■ **WORK TO COMPLETE**
Your answer should reproduce the full set of records exactly as given.

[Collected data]

BEGIN

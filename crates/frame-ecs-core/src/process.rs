//! User-supplied Processes: signatures, matching, and per-frame execution.
//!
//! A `Process` here is a small set of [`Signature`]s rather than a single
//! fixed query; the executor itself picks the most specific match per
//! entity instead of the caller committing to one query shape up front.

use std::panic::{self, AssertUnwindSafe};
use std::time::{Duration, Instant};

use tracing::error;

use crate::component::ComponentTypeId;
use crate::game_state::GameState;
use crate::iterator::{Context, EntityCursor, EntityIterator};

/// Everything a signature's closure needs to read past state and produce a
/// future component.
pub struct ProcessArgs<'a> {
    pub cursor: EntityCursor,
    pub past: &'a GameState,
    pub context: Option<&'a Context<'a>>,
    /// Scratch space sized `max_future_writes * component_size`, already
    /// reserved in the future buffer. The closure fills in however many
    /// components it actually wants to write and returns that count.
    pub future_slice: &'a mut [u8],
}

/// One overload of a [`Process`]'s `process(...)` method.
pub struct Signature {
    /// Component types this signature requires an entity to own at least
    /// one of (`matches` is nonzero iff all of these are present).
    pub required: Vec<ComponentTypeId>,
    /// Whether this signature wants a [`Context`] for ad-hoc past access.
    pub needs_context: bool,
    /// The future component type this signature writes, if any.
    pub future_type: Option<ComponentTypeId>,
    /// Upper bound on how many future components a single invocation may
    /// write (`1` unless `future_type` is a multi component).
    pub max_future_writes: usize,
    /// The signature body. Returns the number of future components it
    /// actually wrote (0 for an opt-out, `n` for a multi write).
    pub run: Box<dyn Fn(ProcessArgs<'_>) -> usize + Send + Sync>,
}

impl Signature {
    /// `matches(signature)`: nonzero iff the entity owns at least one of
    /// every required component type.
    fn matches(&self, cursor: &EntityCursor, past: &GameState) -> bool {
        self.required
            .iter()
            .all(|&type_id| cursor.past_count(past, type_id) > 0)
    }
}

/// User-supplied frame logic: one or more [`Signature`]s, matched against
/// entities by the executor, plus optional once-per-frame hooks.
pub trait Process: Send {
    /// This process's signatures, in declaration order (used to break ties
    /// when more than one matches with an equally specific required set).
    fn signatures(&self) -> &[Signature];

    /// Called once before this process's entities are iterated.
    fn pre_process(&mut self) {}

    /// Called once after this process's entities are iterated.
    fn post_process(&mut self) {}
}

/// Per-process measurements for one frame (folded into
/// [`crate::diagnostics::FrameDiagnostics`]).
#[derive(Debug, Clone)]
pub struct ProcessDiagnostics {
    pub name: String,
    pub call_count: usize,
    pub duration: Duration,
    pub types_read: Vec<ComponentTypeId>,
}

/// Best-effort human-readable message from a `catch_unwind` payload.
fn panic_message(payload: &Box<dyn std::any::Any + Send>) -> String {
    if let Some(s) = payload.downcast_ref::<&str>() {
        (*s).to_owned()
    } else if let Some(s) = payload.downcast_ref::<String>() {
        s.clone()
    } else {
        "non-string panic payload".to_owned()
    }
}

/// Pick the matching signature with the largest required-type set; ties
/// are broken by declaration order -- the most specific match wins.
fn best_match<'a>(signatures: &'a [Signature], cursor: &EntityCursor, past: &GameState) -> Option<&'a Signature> {
    let mut best: Option<&Signature> = None;
    for sig in signatures {
        if !sig.matches(cursor, past) {
            continue;
        }
        // Strictly-greater only: the first signature seen at a given
        // specificity keeps priority, so ties go to declaration order.
        if best.map_or(true, |b| sig.required.len() > b.required.len()) {
            best = Some(sig);
        }
    }
    best
}

/// Runs one [`Process`] against every alive entity in `past`, dispatching
/// each to its best-matching signature and committing the future writes it
/// produces.
pub struct ProcessExecutor;

impl ProcessExecutor {
    /// Execute `process` for one frame. `name` is recorded into the
    /// returned diagnostics.
    pub fn run(
        name: &str,
        process: &mut dyn Process,
        past: &GameState,
        future: &mut GameState,
    ) -> ProcessDiagnostics {
        let start = Instant::now();
        process.pre_process();

        let mut call_count = 0usize;
        let context = Context::new(past);
        // Borrowed once for the whole frame: `signatures()` is expected to
        // return a stable table owned by the process, not build one fresh
        // per call, so entities are matched against a single borrow instead
        // of re-invoking it once per entity.
        let signatures = process.signatures();

        for cursor in EntityIterator::new(past) {
            let Some(sig) = best_match(signatures, &cursor, past) else { continue };

            let future_type = sig.future_type;
            let max_writes = sig.max_future_writes;
            let future_slice: &mut [u8] = match future_type {
                Some(type_id) => cursor.reserve_future(future, type_id, max_writes),
                None => &mut [],
            };

            let ctx_ref = if sig.needs_context { Some(&context) } else { None };
            // A panicking signature must not take down the rest of the
            // frame: the entity being processed is treated as if no future
            // component was written (see the mid-entity-panic Open Question
            // decision in DESIGN.md), and iteration continues with the next
            // entity.
            let outcome = panic::catch_unwind(AssertUnwindSafe(|| {
                (sig.run)(ProcessArgs {
                    cursor,
                    past,
                    context: ctx_ref,
                    future_slice,
                })
            }));
            call_count += 1;

            let written = match outcome {
                Ok(written) => written,
                Err(payload) => {
                    error!(
                        process = name,
                        entity = ?cursor.entity_id,
                        panic = %panic_message(&payload),
                        "process panicked while handling an entity; treating as zero future components written"
                    );
                    0
                }
            };

            if let Some(type_id) = future_type {
                assert!(
                    written <= max_writes,
                    "process wrote {} future components but declared a maximum of {}",
                    written,
                    max_writes
                );
                cursor.commit_future(future, type_id, written);
            }
        }

        let types_read = signatures
            .iter()
            .flat_map(|sig| sig.required.iter().copied())
            .collect::<Vec<_>>();

        process.post_process();

        ProcessDiagnostics {
            name: name.to_owned(),
            call_count,
            duration: start.elapsed(),
            types_read,
        }
    }
}

/// Registered processes, keyed by name, with the single-writer rule --
/// two Processes may not declare the same future type -- enforced whenever
/// a new one is added.
#[derive(Default)]
pub struct ProcessRegistry {
    entries: Vec<(String, Box<dyn Process>)>,
    claimed_future_types: Vec<ComponentTypeId>,
}

impl ProcessRegistry {
    pub fn new() -> Self {
        Self::default()
    }

    /// Register a process under `name`.
    ///
    /// # Panics
    ///
    /// Panics if any of its signatures declare a future type already
    /// claimed by a previously registered process, or if `name` is already
    /// in use.
    pub fn register(&mut self, name: impl Into<String>, process: Box<dyn Process>) {
        let name = name.into();
        assert!(
            !self.entries.iter().any(|(n, _)| n == &name),
            "process name '{}' already registered",
            name
        );
        for sig in process.signatures() {
            if let Some(type_id) = sig.future_type {
                assert!(
                    !self.claimed_future_types.contains(&type_id),
                    "component type {:?} is already written by another registered process (single-writer rule)",
                    type_id
                );
                self.claimed_future_types.push(type_id);
            }
        }
        self.entries.push((name, process));
    }

    pub fn len(&self) -> usize {
        self.entries.len()
    }

    pub fn is_empty(&self) -> bool {
        self.entries.is_empty()
    }

    /// The registry index a process was registered under, by name.
    pub fn index_of(&self, name: &str) -> Option<usize> {
        self.entries.iter().position(|(n, _)| n == name)
    }

    pub fn iter_mut(&mut self) -> impl Iterator<Item = (&str, &mut Box<dyn Process>)> {
        self.entries.iter_mut().map(|(n, p)| (n.as_str(), p))
    }

    /// Raw pointer to the first `(name, process)` entry plus the entry
    /// count, for [`crate::thread_pool`] to hand out disjoint per-entry
    /// access across worker threads. Each entry is touched by at most one
    /// thread per frame (the scheduler assigns one thread per process
    /// index), so indexing through this pointer from multiple threads is
    /// sound as long as callers never pick the same index twice.
    pub(crate) fn entries_mut_ptr(&mut self) -> (*mut (String, Box<dyn Process>), usize) {
        (self.entries.as_mut_ptr(), self.entries.len())
    }
}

END

■ **FINAL ANSWER**
filename crates/frame-ecs-core/src/process.rs
//! User-supplied Processes: signatures, matching, and per-frame execution.
//!
//! A `Process` here is a small set of [`Signature`]s rather than a single
//! fixed query; the executor itself picks the most specific match per
//! entity instead of the caller committing to one query shape up front.

use std::panic::{self, AssertUnwindSafe};
use std::time::{Duration, Instant};

use tracing::error;

use crate::component::ComponentTypeId;
use crate::game_state::GameState;
use crate::iterator::{Context, EntityCursor, EntityIterator};

/// Everything a signature's closure needs to read past state and produce a
/// future component.
pub struct ProcessArgs<'a> {
    pub cursor: EntityCursor,
    pub past: &'a GameState,
    pub context: Option<&'a Context<'a>>,
    /// Scratch space sized `max_future_writes * component_size`, already
    /// reserved in the future buffer. The closure fills in however many
    /// components it actually wants to write and returns that count.
    pub future_slice: &'a mut [u8],
}

/// One overload of a [`Process`]'s `process(...)` method.
pub struct Signature {
    /// Component types this signature requires an entity to own at least
    /// one of (`matches` is nonzero iff all of these are present).
    pub required: Vec<ComponentTypeId>,
    /// Whether this signature wants a [`Context`] for ad-hoc past access.
    pub needs_context: bool,
    /// The future component type this signature writes, if any.
    pub future_type: Option<ComponentTypeId>,
    /// Upper bound on how many future components a single invocation may
    /// write (`1` unless `future_type` is a multi component).
    pub max_future_writes: usize,
    /// The signature body. Returns the number of future components it
    /// actually wrote (0 for an opt-out, `n` for a multi write).
    pub run: Box<dyn Fn(ProcessArgs<'_>) -> usize + Send + Sync>,
}

impl Signature {
    /// `matches(signature)`: nonzero iff the entity owns at least one of
    /// every required component type.
    fn matches(&self, cursor: &EntityCursor, past: &GameState) -> bool {
        self.required
            .iter()
            .all(|&type_id| cursor.past_count(past, type_id) > 0)
    }
}

/// User-supplied frame logic: one or more [`Signature`]s, matched against
/// entities by the executor, plus optional once-per-frame hooks.
pub trait Process: Send {
    /// This process's signatures, in declaration order (used to break ties
    /// when more than one matches with an equally specific required set).
    fn signatures(&self) -> &[Signature];

    /// Called once before this process's entities are iterated.
    fn pre_process(&mut self) {}

    /// Called once after this process's entities are iterated.
    fn post_process(&mut self) {}
}

/// Per-process measurements for one frame (folded into
/// [`crate::diagnostics::FrameDiagnostics`]).
#[derive(Debug, Clone)]
pub struct ProcessDiagnostics {
    pub name: String,
    pub call_count: usize,
    pub duration: Duration,
    pub types_read: Vec<ComponentTypeId>,
}

/// Best-effort human-readable message from a `catch_unwind` payload.
fn panic_message(payload: &Box<dyn std::any::Any + Send>) -> String {
    if let Some(s) = payload.downcast_ref::<&str>() {
        (*s).to_owned()
    } else if let Some(s) = payload.downcast_ref::<String>() {
        s.clone()
    } else {
        "non-string panic payload".to_owned()
    }
}

/// Pick the matching signature with the largest required-type set; ties
/// are broken by declaration order -- the most specific match wins.
fn best_match<'a>(signatures: &'a [Signature], cursor: &EntityCursor, past: &GameState) -> Option<&'a Signature> {
    let mut best: Option<&Signature> = None;
    for sig in signatures {
        if !sig.matches(cursor, past) {
            continue;
        }
        // Strictly-greater only: the first signature seen at a given
        // specificity keeps priority, so ties go to declaration order.
        if best.map_or(true, |b| sig.required.len() > b.required.len()) {
            best = Some(sig);
        }
    }
    best
}

/// Runs one [`Process`] against every alive entity in `past`, dispatching
/// each to its best-matching signature and committing the future writes it
/// produces.
pub struct ProcessExecutor;

impl ProcessExecutor {
    /// Execute `process` for one frame. `name` is recorded into the
    /// returned diagnostics.
    pub fn run(
        name: &str,
        process: &mut dyn Process,
        past: &GameState,
        future: &mut GameState,
    ) -> ProcessDiagnostics {
        let start = Instant::now();
        process.pre_process();

        let mut call_count = 0usize;
        let context = Context::new(past);
        // Borrowed once for the whole frame: `signatures()` is expected to
        // return a stable table owned by the process, not build one fresh
        // per call, so entities are matched against a single borrow instead
        // of re-invoking it once per entity.
        let signatures = process.signatures();

        for cursor in EntityIterator::new(past) {
            let Some(sig) = best_match(signatures, &cursor, past) else { continue };

            let future_type = sig.future_type;
            let max_writes = sig.max_future_writes;
            let future_slice: &mut [u8] = match future_type {
                Some(type_id) => cursor.reserve_future(future, type_id, max_writes),
                None => &mut [],
            };

            let ctx_ref = if sig.needs_context { Some(&context) } else { None };
            // A panicking signature must not take down the rest of the
            // frame: the entity being processed is treated as if no future
            // component was written (see the mid-entity-panic Open Question
            // decision in DESIGN.md), and iteration continues with the next
            // entity.
            let outcome = panic::catch_unwind(AssertUnwindSafe(|| {
                (sig.run)(ProcessArgs {
                    cursor,
                    past,
                    context: ctx_ref,
                    future_slice,
                })
            }));
            call_count += 1;

            let written = match outcome {
                Ok(written) => written,
                Err(payload) => {
                    error!(
                        process = name,
                        entity = ?cursor.entity_id,
                        panic = %panic_message(&payload),
                        "process panicked while handling an entity; treating as zero future components written"
                    );
                    0
                }
            };

            if let Some(type_id) = future_type {
                assert!(
                    written <= max_writes,
                    "process wrote {} future components but declared a maximum of {}",
                    written,
                    max_writes
                );
                cursor.commit_future(future, type_id, written);
            }
        }

        let types_read = signatures
            .iter()
            .flat_map(|sig| sig.required.iter().copied())
            .collect::<Vec<_>>();

        process.post_process();

        ProcessDiagnostics {
            name: name.to_owned(),
            call_count,
            duration: start.elapsed(),
            types_read,
        }
    }
}

/// Registered processes, keyed by name, with the single-writer rule --
/// two Processes may not declare the same future type -- enforced whenever
/// a new one is added.
#[derive(Default)]
pub struct ProcessRegistry {
    entries: Vec<(String, Box<dyn Process>)>,
    claimed_future_types: Vec<ComponentTypeId>,
}

impl ProcessRegistry {
    pub fn new() -> Self {
        Self::default()
    }

    /// Register a process under `name`.
    ///
    /// # Panics
    ///
    /// Panics if any of its signatures declare a future type already
    /// claimed by a previously registered process, or if `name` is already
    /// in use.
    pub fn register(&mut self, name: impl Into<String>, process: Box<dyn Process>) {
        let name = name.into();
        assert!(
            !self.entries.iter().any(|(n, _)| n == &name),
            "process name '{}' already registered",
            name
        );
        for sig in process.signatures() {
            if let Some(type_id) = sig.future_type {
                assert!(
                    !self.claimed_future_types.contains(&type_id),
                    "component type {:?} is already written by another registered process (single-writer rule)",
                    type_id
                );
                self.claimed_future_types.push(type_id);
            }
        }
        self.entries.push((name, process));
    }

    pub fn len(&self) -> usize {
        self.entries.len()
    }

    pub fn is_empty(&self) -> bool {
        self.entries.is_empty()
    }

    /// The registry index a process was registered under, by name.
    pub fn index_of(&self, name: &str) -> Option<usize> {
        self.entries.iter().position(|(n, _)| n == name)
    }

    pub fn iter_mut(&mut self) -> impl Iterator<Item = (&str, &mut Box<dyn Process>)> {
        self.entries.iter_mut().map(|(n, p)| (n.as_str(), p))
    }

    /// Raw pointer to the first `(name, process)` entry plus the entry
    /// count, for [`crate::thread_pool`] to hand out disjoint per-entry
    /// access across worker threads. Each entry is touched by at most one
    /// thread per frame (the scheduler assigns one thread per process
    /// index), so indexing through this pointer from multiple threads is
    /// sound as long as callers never pick the same index twice.
    pub(crate) fn entries_mut_ptr(&mut self) -> (*mut (String, Box<dyn Process>), usize) {
        (self.entries.as_mut_ptr(), self.entries.len())
    }
}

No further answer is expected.